_Task goal_. Nothing but a number belongs in the answer: the count of lines below that contain the word "outcome".

_Source records_.
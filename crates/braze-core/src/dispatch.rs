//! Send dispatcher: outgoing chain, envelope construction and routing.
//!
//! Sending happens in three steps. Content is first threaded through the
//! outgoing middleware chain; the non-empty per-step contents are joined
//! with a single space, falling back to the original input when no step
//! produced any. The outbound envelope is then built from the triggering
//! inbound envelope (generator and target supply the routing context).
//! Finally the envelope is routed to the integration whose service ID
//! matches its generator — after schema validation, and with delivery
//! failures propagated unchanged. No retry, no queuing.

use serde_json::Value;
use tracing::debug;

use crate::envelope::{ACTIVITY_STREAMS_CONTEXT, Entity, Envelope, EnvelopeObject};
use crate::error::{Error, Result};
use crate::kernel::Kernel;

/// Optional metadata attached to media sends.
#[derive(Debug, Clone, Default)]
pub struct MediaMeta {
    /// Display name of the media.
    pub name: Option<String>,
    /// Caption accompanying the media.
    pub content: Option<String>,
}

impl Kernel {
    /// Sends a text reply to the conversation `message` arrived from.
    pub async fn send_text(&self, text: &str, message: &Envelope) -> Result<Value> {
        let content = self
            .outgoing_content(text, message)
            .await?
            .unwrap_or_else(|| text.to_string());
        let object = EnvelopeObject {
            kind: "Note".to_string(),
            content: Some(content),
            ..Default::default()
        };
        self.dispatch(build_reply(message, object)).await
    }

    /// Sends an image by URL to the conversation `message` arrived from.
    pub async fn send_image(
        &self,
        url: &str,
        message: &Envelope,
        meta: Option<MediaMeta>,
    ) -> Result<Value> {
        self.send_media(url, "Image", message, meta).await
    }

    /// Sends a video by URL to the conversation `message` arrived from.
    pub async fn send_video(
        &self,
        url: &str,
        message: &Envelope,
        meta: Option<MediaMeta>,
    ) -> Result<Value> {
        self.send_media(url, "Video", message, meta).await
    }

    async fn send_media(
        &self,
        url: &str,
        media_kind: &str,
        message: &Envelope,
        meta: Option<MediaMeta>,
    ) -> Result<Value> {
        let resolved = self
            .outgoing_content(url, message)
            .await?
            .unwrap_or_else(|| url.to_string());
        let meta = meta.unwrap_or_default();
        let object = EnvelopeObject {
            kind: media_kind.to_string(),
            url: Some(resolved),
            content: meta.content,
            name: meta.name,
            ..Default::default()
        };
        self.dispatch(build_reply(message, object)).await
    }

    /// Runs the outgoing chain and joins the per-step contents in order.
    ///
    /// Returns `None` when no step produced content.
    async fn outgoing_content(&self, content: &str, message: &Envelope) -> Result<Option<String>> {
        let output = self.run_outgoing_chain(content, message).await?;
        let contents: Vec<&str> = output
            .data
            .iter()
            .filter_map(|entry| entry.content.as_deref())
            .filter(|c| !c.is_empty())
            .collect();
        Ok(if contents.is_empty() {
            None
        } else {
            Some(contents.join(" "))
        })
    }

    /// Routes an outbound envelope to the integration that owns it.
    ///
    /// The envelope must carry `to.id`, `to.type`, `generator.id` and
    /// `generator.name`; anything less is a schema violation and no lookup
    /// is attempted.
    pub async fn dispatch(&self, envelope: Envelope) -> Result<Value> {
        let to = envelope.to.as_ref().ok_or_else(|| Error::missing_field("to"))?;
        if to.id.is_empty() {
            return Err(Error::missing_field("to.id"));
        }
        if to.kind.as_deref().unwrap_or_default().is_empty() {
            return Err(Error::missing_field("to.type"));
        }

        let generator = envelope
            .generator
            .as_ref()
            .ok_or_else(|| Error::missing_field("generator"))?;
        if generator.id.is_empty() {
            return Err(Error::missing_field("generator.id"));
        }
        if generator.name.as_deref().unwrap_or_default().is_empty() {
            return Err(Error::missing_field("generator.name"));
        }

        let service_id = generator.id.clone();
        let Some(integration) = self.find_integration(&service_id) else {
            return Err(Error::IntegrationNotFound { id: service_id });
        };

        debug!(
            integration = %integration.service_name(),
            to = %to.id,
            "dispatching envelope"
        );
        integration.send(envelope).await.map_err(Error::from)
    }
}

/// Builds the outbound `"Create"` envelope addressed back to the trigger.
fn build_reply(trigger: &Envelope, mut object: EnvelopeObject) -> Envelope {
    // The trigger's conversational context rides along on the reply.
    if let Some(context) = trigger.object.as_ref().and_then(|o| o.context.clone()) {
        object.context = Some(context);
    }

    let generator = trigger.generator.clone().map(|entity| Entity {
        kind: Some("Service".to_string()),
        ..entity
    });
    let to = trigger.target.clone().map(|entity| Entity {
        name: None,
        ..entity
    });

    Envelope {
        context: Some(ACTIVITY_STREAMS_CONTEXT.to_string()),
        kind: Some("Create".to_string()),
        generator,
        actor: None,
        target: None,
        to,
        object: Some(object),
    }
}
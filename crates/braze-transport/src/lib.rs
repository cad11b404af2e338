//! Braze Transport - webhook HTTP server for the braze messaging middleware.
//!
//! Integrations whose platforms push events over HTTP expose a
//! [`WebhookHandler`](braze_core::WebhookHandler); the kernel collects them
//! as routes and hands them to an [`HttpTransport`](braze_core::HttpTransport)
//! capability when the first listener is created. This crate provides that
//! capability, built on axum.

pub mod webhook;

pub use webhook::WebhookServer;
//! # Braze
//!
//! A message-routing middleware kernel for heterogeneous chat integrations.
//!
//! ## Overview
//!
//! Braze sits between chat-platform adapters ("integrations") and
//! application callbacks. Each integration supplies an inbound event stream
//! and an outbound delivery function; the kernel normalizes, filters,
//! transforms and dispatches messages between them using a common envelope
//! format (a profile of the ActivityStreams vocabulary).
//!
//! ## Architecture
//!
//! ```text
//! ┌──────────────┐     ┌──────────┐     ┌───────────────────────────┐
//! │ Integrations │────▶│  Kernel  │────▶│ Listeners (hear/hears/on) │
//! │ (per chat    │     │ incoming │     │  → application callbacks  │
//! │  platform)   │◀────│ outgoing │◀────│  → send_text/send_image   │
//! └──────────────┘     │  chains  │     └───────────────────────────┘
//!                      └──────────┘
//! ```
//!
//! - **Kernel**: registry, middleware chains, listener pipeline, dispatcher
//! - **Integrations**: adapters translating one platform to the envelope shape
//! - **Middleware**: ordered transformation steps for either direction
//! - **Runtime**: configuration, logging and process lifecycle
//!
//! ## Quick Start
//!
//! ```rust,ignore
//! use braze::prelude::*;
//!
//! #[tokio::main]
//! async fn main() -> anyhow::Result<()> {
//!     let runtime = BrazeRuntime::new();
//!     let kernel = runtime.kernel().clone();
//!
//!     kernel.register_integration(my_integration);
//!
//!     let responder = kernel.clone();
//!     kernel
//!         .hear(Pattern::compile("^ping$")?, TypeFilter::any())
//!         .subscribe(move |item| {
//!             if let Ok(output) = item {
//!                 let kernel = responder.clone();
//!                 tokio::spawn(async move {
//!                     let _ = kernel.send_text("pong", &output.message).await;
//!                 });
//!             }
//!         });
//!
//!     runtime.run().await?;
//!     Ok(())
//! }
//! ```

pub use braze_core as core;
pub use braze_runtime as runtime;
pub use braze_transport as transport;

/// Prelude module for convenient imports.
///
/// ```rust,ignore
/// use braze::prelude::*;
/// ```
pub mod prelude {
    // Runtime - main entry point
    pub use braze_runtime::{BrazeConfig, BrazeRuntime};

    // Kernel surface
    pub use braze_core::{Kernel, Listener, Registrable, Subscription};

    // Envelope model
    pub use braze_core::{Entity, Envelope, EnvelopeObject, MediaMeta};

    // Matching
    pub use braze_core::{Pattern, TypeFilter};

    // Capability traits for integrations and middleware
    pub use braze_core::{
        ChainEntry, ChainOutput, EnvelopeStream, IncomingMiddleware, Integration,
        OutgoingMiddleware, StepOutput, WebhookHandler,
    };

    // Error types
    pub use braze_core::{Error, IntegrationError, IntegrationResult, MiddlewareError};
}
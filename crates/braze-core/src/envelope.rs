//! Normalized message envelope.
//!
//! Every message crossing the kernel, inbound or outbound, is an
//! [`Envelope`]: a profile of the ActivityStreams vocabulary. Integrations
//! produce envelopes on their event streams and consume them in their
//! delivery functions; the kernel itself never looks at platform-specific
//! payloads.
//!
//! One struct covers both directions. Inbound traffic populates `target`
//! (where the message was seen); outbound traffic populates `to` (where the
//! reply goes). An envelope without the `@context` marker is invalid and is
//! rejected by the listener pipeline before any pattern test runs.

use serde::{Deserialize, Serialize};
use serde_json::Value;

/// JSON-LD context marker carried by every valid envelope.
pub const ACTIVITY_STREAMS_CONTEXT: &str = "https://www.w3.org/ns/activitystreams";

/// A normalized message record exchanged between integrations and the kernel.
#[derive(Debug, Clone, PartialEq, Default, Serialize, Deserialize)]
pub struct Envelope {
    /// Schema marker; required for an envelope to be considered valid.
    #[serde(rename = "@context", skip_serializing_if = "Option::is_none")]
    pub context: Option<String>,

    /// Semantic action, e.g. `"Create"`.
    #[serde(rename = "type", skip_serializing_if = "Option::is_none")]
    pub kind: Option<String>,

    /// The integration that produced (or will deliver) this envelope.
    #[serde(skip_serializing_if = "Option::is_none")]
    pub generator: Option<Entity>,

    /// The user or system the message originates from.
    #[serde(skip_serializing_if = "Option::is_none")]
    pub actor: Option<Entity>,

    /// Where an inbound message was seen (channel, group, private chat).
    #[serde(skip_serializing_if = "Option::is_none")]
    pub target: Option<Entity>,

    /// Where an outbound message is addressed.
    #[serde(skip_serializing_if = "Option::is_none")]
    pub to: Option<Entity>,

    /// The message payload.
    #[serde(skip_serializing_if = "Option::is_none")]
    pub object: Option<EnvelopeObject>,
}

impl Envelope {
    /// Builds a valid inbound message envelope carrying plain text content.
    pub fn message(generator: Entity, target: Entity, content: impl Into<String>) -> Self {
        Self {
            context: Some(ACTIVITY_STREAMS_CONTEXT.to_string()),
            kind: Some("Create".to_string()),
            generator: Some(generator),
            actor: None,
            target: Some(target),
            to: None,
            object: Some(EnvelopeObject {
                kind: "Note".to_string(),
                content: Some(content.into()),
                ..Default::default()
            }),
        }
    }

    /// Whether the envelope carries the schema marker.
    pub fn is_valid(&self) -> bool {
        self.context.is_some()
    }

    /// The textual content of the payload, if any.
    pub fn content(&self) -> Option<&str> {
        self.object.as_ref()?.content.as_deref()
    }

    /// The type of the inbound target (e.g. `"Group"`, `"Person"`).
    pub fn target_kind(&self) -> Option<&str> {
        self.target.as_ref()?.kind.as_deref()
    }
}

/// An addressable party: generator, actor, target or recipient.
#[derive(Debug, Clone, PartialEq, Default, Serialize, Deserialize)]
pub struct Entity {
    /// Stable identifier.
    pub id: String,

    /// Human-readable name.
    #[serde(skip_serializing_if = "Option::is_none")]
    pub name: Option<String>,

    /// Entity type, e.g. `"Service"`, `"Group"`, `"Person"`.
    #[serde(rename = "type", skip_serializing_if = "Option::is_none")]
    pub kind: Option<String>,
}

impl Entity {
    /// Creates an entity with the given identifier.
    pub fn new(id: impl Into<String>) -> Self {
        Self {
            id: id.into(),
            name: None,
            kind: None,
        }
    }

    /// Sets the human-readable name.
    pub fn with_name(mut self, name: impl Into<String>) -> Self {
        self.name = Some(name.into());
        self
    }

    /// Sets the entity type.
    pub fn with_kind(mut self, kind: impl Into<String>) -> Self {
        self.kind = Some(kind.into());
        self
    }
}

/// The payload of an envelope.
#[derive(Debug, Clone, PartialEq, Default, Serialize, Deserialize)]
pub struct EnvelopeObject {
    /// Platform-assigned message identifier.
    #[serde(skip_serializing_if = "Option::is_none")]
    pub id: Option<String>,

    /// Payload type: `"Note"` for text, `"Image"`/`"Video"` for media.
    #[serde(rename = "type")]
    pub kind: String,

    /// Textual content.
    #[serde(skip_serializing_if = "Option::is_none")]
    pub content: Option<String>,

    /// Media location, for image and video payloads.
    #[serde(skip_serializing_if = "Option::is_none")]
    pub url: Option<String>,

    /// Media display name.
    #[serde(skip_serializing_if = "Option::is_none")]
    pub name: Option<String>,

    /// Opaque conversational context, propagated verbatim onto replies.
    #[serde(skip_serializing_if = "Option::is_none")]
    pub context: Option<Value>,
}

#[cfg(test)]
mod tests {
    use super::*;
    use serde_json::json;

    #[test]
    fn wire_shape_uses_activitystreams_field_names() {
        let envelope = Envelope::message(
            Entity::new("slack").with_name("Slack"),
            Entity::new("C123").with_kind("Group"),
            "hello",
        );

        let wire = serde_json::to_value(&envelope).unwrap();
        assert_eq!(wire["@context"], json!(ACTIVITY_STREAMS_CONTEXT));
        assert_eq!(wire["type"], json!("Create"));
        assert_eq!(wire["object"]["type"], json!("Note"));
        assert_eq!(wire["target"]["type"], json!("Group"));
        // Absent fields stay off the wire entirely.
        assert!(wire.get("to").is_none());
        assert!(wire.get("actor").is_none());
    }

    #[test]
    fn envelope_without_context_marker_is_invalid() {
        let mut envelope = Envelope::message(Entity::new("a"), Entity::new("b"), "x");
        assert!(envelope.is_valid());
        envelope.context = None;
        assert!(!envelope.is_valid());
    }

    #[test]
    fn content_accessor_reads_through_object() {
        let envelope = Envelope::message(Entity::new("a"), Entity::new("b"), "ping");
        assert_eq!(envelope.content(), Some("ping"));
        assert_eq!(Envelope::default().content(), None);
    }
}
==
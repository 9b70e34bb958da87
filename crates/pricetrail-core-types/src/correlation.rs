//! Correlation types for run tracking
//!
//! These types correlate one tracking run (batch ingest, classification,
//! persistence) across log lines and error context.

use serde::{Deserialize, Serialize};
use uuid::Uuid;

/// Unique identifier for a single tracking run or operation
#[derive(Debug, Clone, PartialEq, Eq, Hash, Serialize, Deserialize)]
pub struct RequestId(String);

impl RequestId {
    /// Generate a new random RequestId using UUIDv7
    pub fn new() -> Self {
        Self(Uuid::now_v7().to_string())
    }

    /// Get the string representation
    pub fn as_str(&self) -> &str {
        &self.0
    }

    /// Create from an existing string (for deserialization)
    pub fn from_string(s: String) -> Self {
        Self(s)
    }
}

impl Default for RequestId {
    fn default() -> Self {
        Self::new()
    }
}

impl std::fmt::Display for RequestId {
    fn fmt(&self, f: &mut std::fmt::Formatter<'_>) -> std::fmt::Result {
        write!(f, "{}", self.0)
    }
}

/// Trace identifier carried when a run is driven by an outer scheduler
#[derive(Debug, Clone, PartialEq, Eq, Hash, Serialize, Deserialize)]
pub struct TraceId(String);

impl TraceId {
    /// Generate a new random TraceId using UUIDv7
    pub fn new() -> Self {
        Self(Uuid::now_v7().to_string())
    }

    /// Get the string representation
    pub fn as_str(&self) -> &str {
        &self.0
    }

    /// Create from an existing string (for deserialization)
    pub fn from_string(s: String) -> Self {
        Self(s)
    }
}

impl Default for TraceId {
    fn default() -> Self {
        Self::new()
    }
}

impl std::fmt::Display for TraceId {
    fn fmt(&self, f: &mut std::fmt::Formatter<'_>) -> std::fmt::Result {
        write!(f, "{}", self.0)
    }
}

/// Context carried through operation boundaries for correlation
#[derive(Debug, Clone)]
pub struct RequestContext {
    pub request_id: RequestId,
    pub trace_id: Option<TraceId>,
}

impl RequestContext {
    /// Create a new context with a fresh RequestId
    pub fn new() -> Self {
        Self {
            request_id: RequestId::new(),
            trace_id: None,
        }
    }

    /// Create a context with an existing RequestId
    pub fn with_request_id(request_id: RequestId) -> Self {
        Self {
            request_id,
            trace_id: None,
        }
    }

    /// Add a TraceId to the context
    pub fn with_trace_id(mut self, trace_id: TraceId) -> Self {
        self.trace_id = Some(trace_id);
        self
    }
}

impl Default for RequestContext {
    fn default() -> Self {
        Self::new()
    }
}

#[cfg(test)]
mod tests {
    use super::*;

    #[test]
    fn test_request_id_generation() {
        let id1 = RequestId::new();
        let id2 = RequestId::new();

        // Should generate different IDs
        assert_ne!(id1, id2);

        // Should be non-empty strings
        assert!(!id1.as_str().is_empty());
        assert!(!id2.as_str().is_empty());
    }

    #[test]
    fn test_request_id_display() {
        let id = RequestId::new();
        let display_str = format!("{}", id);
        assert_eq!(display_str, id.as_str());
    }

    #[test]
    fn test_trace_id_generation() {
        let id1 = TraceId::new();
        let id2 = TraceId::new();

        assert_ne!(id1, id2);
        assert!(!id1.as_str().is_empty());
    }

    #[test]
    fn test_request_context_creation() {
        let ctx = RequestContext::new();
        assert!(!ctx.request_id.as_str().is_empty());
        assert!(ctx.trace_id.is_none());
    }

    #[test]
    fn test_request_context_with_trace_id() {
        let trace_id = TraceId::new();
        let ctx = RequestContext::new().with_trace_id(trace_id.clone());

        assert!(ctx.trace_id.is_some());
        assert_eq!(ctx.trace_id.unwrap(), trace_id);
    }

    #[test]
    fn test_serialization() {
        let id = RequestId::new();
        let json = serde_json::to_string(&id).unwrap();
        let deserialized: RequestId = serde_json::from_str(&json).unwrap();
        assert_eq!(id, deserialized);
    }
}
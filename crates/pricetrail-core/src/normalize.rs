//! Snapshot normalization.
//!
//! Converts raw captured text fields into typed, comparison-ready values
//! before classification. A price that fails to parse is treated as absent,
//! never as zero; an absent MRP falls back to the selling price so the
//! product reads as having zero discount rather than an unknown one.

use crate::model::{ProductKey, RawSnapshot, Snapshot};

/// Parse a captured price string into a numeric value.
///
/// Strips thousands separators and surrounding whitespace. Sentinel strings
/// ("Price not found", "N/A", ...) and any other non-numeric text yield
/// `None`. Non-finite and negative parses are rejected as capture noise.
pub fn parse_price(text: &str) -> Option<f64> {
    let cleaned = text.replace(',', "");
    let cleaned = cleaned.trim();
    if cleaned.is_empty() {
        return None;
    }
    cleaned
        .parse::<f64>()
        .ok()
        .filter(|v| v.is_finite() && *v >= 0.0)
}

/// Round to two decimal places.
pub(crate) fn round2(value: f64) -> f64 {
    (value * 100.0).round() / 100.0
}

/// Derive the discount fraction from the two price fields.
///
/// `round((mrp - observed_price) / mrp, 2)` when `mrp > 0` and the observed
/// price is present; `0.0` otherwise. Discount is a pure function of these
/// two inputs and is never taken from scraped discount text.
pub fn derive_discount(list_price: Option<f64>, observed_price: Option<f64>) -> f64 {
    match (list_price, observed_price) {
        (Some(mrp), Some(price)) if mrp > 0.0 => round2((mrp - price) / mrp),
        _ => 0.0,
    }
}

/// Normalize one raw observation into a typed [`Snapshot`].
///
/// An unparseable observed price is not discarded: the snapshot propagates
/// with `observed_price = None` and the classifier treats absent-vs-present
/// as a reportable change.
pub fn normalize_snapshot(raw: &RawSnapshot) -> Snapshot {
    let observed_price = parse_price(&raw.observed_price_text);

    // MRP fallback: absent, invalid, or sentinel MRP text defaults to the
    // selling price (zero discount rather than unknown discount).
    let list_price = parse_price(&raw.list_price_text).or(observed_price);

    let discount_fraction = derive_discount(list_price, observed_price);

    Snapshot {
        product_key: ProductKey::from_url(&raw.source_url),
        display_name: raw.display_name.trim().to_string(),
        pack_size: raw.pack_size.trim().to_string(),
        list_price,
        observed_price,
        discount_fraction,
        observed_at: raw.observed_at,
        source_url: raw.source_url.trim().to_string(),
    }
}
* * *
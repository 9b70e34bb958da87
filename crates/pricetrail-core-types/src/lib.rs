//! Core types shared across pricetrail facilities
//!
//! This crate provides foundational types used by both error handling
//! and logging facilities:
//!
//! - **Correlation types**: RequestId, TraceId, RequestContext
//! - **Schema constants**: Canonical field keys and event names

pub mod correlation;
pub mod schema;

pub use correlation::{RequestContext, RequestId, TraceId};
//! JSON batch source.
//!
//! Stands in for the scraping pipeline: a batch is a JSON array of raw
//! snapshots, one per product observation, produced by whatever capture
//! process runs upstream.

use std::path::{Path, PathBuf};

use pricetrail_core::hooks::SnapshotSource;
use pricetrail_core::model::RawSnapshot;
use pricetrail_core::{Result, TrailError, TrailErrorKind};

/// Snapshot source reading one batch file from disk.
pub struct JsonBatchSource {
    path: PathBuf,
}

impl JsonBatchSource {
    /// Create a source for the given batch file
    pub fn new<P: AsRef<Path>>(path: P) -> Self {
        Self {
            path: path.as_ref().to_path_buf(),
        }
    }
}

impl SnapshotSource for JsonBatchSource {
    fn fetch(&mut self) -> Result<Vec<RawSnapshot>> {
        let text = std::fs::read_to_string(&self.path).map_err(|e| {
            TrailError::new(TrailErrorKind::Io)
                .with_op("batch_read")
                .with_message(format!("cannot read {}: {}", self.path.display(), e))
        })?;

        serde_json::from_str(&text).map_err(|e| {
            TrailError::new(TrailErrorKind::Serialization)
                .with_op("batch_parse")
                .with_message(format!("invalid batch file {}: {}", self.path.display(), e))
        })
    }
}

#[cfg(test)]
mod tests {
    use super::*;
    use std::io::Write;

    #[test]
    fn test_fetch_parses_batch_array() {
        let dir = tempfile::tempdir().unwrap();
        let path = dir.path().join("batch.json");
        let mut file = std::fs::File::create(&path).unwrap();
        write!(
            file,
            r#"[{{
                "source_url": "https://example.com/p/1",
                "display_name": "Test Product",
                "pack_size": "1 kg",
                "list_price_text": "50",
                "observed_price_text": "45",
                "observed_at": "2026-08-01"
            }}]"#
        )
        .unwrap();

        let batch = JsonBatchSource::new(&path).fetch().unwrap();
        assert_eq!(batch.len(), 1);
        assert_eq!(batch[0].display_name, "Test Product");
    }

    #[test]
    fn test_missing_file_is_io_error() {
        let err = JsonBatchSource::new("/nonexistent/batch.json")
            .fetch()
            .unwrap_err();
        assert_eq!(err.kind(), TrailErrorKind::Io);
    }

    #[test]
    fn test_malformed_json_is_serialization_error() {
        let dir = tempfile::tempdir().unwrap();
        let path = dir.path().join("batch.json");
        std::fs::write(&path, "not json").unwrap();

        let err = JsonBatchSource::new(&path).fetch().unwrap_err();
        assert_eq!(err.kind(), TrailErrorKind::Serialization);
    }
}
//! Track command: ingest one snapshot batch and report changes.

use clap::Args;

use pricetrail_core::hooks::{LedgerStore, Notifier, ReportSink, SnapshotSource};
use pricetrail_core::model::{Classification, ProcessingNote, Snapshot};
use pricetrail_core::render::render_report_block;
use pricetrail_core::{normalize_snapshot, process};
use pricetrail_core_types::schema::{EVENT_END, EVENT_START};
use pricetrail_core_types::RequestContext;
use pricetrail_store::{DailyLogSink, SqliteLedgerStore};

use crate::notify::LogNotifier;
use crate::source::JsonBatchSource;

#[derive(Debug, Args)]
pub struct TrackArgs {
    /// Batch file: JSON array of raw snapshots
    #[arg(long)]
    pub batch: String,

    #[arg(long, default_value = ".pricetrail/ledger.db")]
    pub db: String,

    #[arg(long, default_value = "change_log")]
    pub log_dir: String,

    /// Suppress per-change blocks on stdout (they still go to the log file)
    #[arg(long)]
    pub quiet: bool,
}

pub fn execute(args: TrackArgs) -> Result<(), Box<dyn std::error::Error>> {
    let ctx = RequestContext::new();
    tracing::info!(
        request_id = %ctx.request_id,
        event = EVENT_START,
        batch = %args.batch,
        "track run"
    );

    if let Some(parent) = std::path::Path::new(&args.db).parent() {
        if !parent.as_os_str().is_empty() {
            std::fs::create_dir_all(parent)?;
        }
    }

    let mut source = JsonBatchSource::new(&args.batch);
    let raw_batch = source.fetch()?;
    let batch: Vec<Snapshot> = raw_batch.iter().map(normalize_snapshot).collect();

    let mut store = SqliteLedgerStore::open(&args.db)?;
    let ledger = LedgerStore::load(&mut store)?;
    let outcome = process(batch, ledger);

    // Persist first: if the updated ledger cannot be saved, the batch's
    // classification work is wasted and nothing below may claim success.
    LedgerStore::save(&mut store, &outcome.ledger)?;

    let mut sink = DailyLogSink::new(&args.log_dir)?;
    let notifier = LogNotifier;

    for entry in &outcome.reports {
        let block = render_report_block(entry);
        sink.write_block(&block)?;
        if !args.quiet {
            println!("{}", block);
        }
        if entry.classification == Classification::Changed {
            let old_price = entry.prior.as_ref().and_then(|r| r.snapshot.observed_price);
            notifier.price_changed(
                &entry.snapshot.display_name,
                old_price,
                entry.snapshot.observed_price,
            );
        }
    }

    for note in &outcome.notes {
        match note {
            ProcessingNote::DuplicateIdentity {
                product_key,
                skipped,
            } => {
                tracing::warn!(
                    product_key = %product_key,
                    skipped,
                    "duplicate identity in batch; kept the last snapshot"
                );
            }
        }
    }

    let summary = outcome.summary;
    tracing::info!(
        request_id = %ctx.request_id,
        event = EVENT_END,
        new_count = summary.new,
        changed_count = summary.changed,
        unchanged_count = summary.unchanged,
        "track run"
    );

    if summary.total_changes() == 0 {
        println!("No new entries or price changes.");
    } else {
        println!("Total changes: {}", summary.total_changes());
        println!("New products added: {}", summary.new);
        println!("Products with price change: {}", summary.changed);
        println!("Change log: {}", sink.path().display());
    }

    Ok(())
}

_Result below_. 5